▶ **TASK REQUIREMENTS**: Every line with the word "there" in it should be extracted from the data that follows.

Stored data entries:
=== Section Start ===
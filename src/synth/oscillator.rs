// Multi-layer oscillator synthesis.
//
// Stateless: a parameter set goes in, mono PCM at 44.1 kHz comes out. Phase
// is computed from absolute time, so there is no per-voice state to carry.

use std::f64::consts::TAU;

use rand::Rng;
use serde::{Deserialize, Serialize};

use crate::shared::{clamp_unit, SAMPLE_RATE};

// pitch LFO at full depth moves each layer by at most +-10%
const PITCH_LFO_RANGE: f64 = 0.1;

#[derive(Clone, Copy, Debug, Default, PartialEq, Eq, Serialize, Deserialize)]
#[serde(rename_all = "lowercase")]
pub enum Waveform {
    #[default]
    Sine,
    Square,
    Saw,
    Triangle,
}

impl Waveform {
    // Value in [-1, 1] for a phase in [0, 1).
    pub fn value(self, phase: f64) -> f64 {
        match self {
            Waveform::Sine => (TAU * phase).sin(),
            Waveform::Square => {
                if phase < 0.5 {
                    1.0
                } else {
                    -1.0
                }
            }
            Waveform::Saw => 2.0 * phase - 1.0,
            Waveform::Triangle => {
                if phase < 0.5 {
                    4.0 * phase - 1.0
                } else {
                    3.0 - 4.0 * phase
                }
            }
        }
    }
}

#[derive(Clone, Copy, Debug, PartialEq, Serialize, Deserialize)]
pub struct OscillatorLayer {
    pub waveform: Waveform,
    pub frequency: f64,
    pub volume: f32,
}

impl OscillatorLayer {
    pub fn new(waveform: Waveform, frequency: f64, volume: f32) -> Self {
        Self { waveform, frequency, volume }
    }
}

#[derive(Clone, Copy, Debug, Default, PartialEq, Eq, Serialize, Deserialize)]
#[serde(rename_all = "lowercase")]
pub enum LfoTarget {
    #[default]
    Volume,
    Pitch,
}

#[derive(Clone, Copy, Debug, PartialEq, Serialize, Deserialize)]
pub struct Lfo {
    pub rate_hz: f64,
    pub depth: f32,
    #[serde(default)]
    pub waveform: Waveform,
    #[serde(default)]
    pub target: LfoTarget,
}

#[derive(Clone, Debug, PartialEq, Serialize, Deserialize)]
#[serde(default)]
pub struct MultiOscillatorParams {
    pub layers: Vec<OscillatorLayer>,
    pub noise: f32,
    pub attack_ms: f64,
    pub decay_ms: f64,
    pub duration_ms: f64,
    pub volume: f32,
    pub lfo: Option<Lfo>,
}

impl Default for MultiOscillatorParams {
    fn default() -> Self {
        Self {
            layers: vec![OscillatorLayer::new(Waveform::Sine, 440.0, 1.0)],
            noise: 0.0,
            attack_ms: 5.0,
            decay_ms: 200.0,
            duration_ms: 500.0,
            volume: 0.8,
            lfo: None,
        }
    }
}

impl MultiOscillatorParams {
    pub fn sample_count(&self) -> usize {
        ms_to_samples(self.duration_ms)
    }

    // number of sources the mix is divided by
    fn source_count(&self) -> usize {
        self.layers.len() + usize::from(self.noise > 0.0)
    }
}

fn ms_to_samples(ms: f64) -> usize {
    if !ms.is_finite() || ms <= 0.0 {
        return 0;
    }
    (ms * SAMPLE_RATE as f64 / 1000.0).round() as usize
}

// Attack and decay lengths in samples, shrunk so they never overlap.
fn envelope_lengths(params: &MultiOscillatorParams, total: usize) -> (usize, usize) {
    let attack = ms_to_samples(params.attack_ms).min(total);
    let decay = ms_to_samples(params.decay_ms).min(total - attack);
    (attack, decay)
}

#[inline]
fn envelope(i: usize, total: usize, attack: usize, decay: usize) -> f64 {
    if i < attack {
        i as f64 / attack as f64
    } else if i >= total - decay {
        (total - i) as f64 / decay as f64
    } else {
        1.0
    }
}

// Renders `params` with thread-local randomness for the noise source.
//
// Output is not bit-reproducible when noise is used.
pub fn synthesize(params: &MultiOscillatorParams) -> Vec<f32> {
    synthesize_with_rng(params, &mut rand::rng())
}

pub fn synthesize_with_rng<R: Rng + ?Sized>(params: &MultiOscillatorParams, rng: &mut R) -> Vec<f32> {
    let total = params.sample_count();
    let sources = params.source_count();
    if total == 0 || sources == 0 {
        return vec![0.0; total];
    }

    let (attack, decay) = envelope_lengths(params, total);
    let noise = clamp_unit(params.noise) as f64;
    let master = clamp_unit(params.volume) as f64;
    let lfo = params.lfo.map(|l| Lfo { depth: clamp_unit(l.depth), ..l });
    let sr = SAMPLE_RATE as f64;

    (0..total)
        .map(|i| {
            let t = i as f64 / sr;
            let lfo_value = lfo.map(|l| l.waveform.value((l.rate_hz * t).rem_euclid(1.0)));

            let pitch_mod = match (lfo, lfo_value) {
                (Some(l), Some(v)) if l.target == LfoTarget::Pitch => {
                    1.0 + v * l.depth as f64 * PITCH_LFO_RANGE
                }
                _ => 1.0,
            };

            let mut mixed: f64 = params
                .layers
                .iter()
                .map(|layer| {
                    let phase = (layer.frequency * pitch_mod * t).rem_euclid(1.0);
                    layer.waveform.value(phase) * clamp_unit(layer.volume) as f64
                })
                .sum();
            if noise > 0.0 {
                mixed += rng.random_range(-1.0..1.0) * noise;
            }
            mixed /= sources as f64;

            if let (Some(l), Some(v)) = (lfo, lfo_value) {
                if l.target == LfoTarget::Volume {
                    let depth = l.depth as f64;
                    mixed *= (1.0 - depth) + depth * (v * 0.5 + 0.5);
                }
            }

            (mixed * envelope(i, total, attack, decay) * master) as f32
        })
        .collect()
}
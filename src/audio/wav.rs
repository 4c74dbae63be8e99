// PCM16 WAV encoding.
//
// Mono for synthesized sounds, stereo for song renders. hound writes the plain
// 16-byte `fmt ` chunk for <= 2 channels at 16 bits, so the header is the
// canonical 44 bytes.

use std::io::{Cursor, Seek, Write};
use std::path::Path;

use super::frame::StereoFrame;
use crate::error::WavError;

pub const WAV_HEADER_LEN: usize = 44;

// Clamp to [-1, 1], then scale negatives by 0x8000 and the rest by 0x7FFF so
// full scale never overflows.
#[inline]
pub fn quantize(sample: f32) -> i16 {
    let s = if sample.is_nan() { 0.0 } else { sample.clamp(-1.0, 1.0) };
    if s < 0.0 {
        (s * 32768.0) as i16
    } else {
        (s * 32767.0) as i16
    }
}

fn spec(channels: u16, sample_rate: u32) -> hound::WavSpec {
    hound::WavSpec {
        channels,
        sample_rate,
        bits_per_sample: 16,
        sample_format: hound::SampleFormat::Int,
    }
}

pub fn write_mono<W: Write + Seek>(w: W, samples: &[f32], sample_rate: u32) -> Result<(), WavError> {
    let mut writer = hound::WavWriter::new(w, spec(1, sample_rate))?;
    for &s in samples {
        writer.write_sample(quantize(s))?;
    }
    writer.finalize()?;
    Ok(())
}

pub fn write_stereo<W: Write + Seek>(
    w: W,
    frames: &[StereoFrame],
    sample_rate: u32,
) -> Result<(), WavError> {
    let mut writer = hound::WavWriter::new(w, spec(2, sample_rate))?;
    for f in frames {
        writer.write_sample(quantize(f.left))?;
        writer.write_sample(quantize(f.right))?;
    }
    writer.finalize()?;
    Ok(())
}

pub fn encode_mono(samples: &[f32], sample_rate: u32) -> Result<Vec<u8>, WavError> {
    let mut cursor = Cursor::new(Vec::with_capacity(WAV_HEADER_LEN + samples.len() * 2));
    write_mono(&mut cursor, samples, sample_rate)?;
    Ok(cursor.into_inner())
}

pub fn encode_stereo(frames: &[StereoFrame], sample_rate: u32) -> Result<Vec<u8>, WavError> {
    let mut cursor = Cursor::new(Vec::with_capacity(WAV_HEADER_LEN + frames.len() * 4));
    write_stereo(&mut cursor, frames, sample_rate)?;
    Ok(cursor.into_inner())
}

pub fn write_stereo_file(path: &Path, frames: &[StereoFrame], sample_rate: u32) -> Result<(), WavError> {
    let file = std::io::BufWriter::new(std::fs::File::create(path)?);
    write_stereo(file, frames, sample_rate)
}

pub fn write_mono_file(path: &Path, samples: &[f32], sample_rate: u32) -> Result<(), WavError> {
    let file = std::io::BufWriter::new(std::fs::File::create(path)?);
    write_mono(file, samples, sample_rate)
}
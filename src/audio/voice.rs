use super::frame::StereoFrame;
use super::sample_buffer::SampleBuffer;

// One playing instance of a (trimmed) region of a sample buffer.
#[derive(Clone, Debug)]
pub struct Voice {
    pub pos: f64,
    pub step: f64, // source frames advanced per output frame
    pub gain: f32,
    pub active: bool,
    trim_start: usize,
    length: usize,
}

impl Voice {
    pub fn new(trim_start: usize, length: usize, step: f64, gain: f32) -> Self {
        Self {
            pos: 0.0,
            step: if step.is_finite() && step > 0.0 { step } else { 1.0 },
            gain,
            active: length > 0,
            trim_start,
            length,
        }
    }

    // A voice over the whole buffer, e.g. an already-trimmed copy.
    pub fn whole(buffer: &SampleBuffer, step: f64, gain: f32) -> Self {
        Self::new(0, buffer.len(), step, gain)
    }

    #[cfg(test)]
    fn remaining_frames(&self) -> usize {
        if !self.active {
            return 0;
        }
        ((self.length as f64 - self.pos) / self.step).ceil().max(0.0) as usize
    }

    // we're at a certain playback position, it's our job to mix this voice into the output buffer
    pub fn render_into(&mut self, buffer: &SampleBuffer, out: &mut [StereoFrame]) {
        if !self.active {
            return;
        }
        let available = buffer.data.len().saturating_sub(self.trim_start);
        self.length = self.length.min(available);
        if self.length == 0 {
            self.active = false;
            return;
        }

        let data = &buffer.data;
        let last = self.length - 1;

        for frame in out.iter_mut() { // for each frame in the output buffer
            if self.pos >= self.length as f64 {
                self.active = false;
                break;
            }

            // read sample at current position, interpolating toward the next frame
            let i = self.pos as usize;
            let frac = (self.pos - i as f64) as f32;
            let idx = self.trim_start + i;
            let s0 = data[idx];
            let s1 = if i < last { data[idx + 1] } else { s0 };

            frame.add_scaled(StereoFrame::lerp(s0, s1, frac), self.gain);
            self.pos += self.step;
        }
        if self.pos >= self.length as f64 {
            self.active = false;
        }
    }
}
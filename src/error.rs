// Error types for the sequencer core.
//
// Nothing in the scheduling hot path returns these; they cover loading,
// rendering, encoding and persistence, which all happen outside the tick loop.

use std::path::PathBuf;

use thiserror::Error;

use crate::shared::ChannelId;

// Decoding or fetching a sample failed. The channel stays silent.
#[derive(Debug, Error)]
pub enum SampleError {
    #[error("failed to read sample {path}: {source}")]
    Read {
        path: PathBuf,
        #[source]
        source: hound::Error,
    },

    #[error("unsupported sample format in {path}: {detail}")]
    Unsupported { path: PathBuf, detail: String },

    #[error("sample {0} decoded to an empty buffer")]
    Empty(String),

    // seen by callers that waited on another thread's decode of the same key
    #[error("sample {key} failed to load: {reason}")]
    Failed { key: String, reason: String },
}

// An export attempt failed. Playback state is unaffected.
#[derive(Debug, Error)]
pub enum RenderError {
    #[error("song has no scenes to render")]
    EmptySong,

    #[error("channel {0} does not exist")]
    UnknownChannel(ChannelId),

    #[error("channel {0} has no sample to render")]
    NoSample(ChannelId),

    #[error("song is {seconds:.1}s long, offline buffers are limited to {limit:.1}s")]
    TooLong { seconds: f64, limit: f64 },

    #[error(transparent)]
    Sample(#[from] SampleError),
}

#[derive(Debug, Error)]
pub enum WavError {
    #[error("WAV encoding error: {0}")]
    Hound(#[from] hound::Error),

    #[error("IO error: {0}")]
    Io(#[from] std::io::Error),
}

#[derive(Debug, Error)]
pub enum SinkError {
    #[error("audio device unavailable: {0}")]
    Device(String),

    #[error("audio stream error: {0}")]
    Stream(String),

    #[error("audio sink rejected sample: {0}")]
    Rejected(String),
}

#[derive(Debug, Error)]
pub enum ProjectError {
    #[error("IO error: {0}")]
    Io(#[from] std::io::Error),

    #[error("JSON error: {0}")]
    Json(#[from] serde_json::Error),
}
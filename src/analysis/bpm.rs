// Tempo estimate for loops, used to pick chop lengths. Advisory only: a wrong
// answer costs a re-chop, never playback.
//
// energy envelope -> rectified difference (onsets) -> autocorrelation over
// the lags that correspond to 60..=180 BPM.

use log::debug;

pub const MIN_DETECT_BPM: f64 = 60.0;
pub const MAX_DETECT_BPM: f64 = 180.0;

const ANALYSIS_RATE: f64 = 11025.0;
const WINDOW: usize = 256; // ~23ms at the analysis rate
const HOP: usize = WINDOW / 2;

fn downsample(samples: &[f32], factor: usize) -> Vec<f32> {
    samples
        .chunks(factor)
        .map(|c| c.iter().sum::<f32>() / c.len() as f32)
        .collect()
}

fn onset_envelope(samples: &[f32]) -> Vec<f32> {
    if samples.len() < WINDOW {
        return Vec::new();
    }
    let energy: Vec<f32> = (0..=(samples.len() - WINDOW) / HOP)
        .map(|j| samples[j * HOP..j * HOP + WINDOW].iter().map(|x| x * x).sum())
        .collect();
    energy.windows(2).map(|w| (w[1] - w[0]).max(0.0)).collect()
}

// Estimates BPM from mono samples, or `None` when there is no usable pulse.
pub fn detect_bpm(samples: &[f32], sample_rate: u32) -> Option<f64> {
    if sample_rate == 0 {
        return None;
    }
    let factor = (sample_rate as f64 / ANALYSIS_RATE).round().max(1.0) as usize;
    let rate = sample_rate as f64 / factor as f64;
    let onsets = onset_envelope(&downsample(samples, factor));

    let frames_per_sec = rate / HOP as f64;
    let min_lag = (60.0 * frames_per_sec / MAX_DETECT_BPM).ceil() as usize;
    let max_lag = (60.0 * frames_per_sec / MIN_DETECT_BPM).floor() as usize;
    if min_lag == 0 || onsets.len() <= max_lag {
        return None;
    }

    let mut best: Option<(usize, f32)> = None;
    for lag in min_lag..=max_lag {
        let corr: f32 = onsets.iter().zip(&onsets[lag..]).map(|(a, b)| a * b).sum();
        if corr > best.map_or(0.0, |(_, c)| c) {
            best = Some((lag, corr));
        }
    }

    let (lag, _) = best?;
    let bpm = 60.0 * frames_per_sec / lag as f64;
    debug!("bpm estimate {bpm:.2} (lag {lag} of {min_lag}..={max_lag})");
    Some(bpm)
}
=== Section End ===
▶ **SOLUTION TO THIS TASK**:
// is computed from absolute time, so there is no per-voice state to carry.
// Estimates BPM from mono samples, or `None` when there is no usable pulse.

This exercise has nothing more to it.